(RAW DATA)

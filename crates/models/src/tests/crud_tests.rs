//! CRUD coverage for the entity helpers the surrounding application uses.
use anyhow::Result;
use sea_orm::EntityTrait;

use super::{insert_user, sample_job_fields, setup_test_db};
use crate::analytics_record::{self, MetricKind};
use crate::application::{self, ApplicationStatus, ApplicationType};
use crate::errors::ModelError;
use crate::user::{self, UserRole};
use crate::{job, system_setting, testimonial};

#[tokio::test]
async fn job_create_update_delete() -> Result<()> {
    if std::env::var("SKIP_DB_TESTS").is_ok() {
        return Ok(());
    }
    let db = setup_test_db().await?;

    let employer = insert_user(&db, UserRole::Employer).await?;
    let created = job::create(&db, Some(employer.id), sample_job_fields()).await?;
    assert_eq!(created.title, "Backend Engineer");
    assert_eq!(created.status, job::JobStatus::Active);
    assert_eq!(created.applications_count, 0);

    let mut fields = sample_job_fields();
    fields.title = "Senior Backend Engineer".into();
    fields.salary_max = Some(170_000);
    let updated = job::update(&db, created.id, fields).await?;
    assert_eq!(updated.title, "Senior Backend Engineer");
    assert_eq!(updated.salary_max, Some(170_000));
    assert!(updated.updated_at >= created.updated_at);

    job::delete(&db, created.id).await?;
    assert!(job::Entity::find_by_id(created.id).one(&db).await?.is_none());

    // Deleting again reports the missing row
    let err = job::delete(&db, created.id).await;
    assert!(matches!(err, Err(ModelError::Validation(_))));

    user::Entity::delete_by_id(employer.id).exec(&db).await?;
    Ok(())
}

#[test]
fn job_fields_validation() {
    let mut fields = sample_job_fields();
    fields.title = "  ".into();
    assert!(matches!(job::validate_fields(&fields), Err(ModelError::Validation(_))));

    let mut fields = sample_job_fields();
    fields.company = String::new();
    assert!(job::validate_fields(&fields).is_err());

    let mut fields = sample_job_fields();
    fields.location = String::new();
    assert!(job::validate_fields(&fields).is_err());

    let mut fields = sample_job_fields();
    fields.salary_min = Some(200_000);
    fields.salary_max = Some(100_000);
    assert!(job::validate_fields(&fields).is_err());

    assert!(job::validate_fields(&sample_job_fields()).is_ok());
}

#[tokio::test]
async fn application_snapshot_captured_on_submit() -> Result<()> {
    if std::env::var("SKIP_DB_TESTS").is_ok() {
        return Ok(());
    }
    let db = setup_test_db().await?;

    let employer = insert_user(&db, UserRole::Employer).await?;
    let applicant = insert_user(&db, UserRole::User).await?;
    let posting = job::create(&db, Some(employer.id), sample_job_fields()).await?;

    let app = application::submit(
        &db,
        &posting,
        &applicant,
        ApplicationType::Regular,
        Some("https://cdn.startwise.example/resumes/1.pdf".into()),
        Some("I would like to apply.".into()),
    )
    .await?;

    assert_eq!(app.status, ApplicationStatus::Pending);
    assert_eq!(app.job_id, Some(posting.id));
    assert_eq!(app.job_title, posting.title);
    assert_eq!(app.company_name, posting.company);
    assert_eq!(app.applicant_name, applicant.full_name());
    assert_eq!(app.applicant_email, applicant.email);

    user::Entity::delete_by_id(applicant.id).exec(&db).await?;
    job::delete(&db, posting.id).await?;
    user::Entity::delete_by_id(employer.id).exec(&db).await?;
    Ok(())
}

#[tokio::test]
async fn testimonial_create_validates_before_storage() -> Result<()> {
    if std::env::var("SKIP_DB_TESTS").is_ok() {
        return Ok(());
    }
    let db = setup_test_db().await?;

    let author = insert_user(&db, UserRole::User).await?;
    let err = testimonial::create(&db, Some(&author), "Probe", None, None, "Great site", 9).await;
    assert!(matches!(err, Err(ModelError::Validation(_))));

    let ok = testimonial::create(
        &db,
        Some(&author),
        "Jamie",
        Some("Engineer".into()),
        Some("Acme".into()),
        "Found a role within two weeks.",
        5,
    )
    .await?;
    assert_eq!(ok.rating, 5);
    assert_eq!(ok.status, testimonial::TestimonialStatus::Pending);
    assert!(!ok.is_featured);

    testimonial::Entity::delete_by_id(ok.id).exec(&db).await?;
    user::Entity::delete_by_id(author.id).exec(&db).await?;
    Ok(())
}

#[tokio::test]
async fn analytics_record_appends() -> Result<()> {
    if std::env::var("SKIP_DB_TESTS").is_ok() {
        return Ok(());
    }
    let db = setup_test_db().await?;

    let row = analytics_record::record(
        &db,
        "jobs.viewed",
        1.0,
        MetricKind::Counter,
        Some(serde_json::json!({"source": "test"})),
    )
    .await?;
    assert_eq!(row.metric_name, "jobs.viewed");
    assert!(row.id > 0);

    let err = analytics_record::record(&db, "  ", 1.0, MetricKind::Gauge, None).await;
    assert!(matches!(err, Err(ModelError::Validation(_))));

    analytics_record::Entity::delete_by_id(row.id).exec(&db).await?;
    Ok(())
}

#[tokio::test]
async fn setting_lookup_by_key() -> Result<()> {
    if std::env::var("SKIP_DB_TESTS").is_ok() {
        return Ok(());
    }
    let db = setup_test_db().await?;

    let missing = system_setting::find_by_key(&db, "no_such_key_ever").await?;
    assert!(missing.is_none());
    Ok(())
}
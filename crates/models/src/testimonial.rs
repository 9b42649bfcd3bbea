use sea_orm::{entity::prelude::*, ActiveModelTrait, DatabaseConnection, Set};
use chrono::Utc;
use serde::{Deserialize, Serialize};
use uuid::Uuid;

use crate::errors::ModelError;
use crate::user;

#[derive(Clone, Debug, PartialEq, DeriveEntityModel, Serialize, Deserialize)]
#[sea_orm(table_name = "testimonials")]
pub struct Model {
    #[sea_orm(primary_key, auto_increment = false)]
    pub id: Uuid,
    pub user_id: Option<Uuid>,
    pub approved_by: Option<Uuid>,
    pub name: String,
    pub position: Option<String>,
    pub company: Option<String>,
    pub content: String,
    pub rating: i32,
    pub status: TestimonialStatus,
    pub is_featured: bool,
    pub approved_at: Option<DateTimeWithTimeZone>,
    pub created_at: DateTimeWithTimeZone,
    pub updated_at: DateTimeWithTimeZone,
}

#[derive(Clone, Debug, PartialEq, Eq, EnumIter, DeriveActiveEnum, Serialize, Deserialize)]
#[sea_orm(rs_type = "String", db_type = "String(StringLen::N(32))")]
pub enum TestimonialStatus {
    #[sea_orm(string_value = "pending")]
    Pending,
    #[sea_orm(string_value = "approved")]
    Approved,
    #[sea_orm(string_value = "rejected")]
    Rejected,
}

#[derive(Copy, Clone, Debug, EnumIter)]
pub enum Relation {
    Author,
    Approver,
}

impl RelationTrait for Relation {
    fn def(&self) -> RelationDef {
        match self {
            Relation::Author => Entity::belongs_to(user::Entity)
                .from(Column::UserId)
                .to(user::Column::Id)
                .into(),
            Relation::Approver => Entity::belongs_to(user::Entity)
                .from(Column::ApprovedBy)
                .to(user::Column::Id)
                .into(),
        }
    }
}

impl ActiveModelBehavior for ActiveModel {}

/// Create a pending testimonial. The rating bound is also enforced by a
/// CHECK constraint, so writes bypassing this helper cannot evade it.
pub async fn create(
    db: &DatabaseConnection,
    author: Option<&user::Model>,
    name: &str,
    position: Option<String>,
    company: Option<String>,
    content: &str,
    rating: i32,
) -> Result<Model, ModelError> {
    if name.trim().is_empty() {
        return Err(ModelError::Validation("name required".into()));
    }
    if content.trim().is_empty() {
        return Err(ModelError::Validation("content required".into()));
    }
    if !(1..=5).contains(&rating) {
        return Err(ModelError::Validation("rating must be between 1 and 5".into()));
    }
    let now = Utc::now().into();
    let am = ActiveModel {
        id: Set(Uuid::new_v4()),
        user_id: Set(author.map(|u| u.id)),
        approved_by: Set(None),
        name: Set(name.to_string()),
        position: Set(position),
        company: Set(company),
        content: Set(content.to_string()),
        rating: Set(rating),
        status: Set(TestimonialStatus::Pending),
        is_featured: Set(false),
        approved_at: Set(None),
        created_at: Set(now),
        updated_at: Set(now),
    };
    am.insert(db).await.map_err(|e| ModelError::Db(e.to_string()))
}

(End RAW DATA)

--- EXERCISE INSTRUCTIONS ---
Where does the string "self" appear in the records? Copy every line that holds it.

--- ANSWER SECTION ---
use crate::analytics_record::{self, MetricKind};
use crate::application::{self, ApplicationStatus, ApplicationType};
use crate::user::{self, UserRole};
    fn def(&self) -> RelationDef {
        match self {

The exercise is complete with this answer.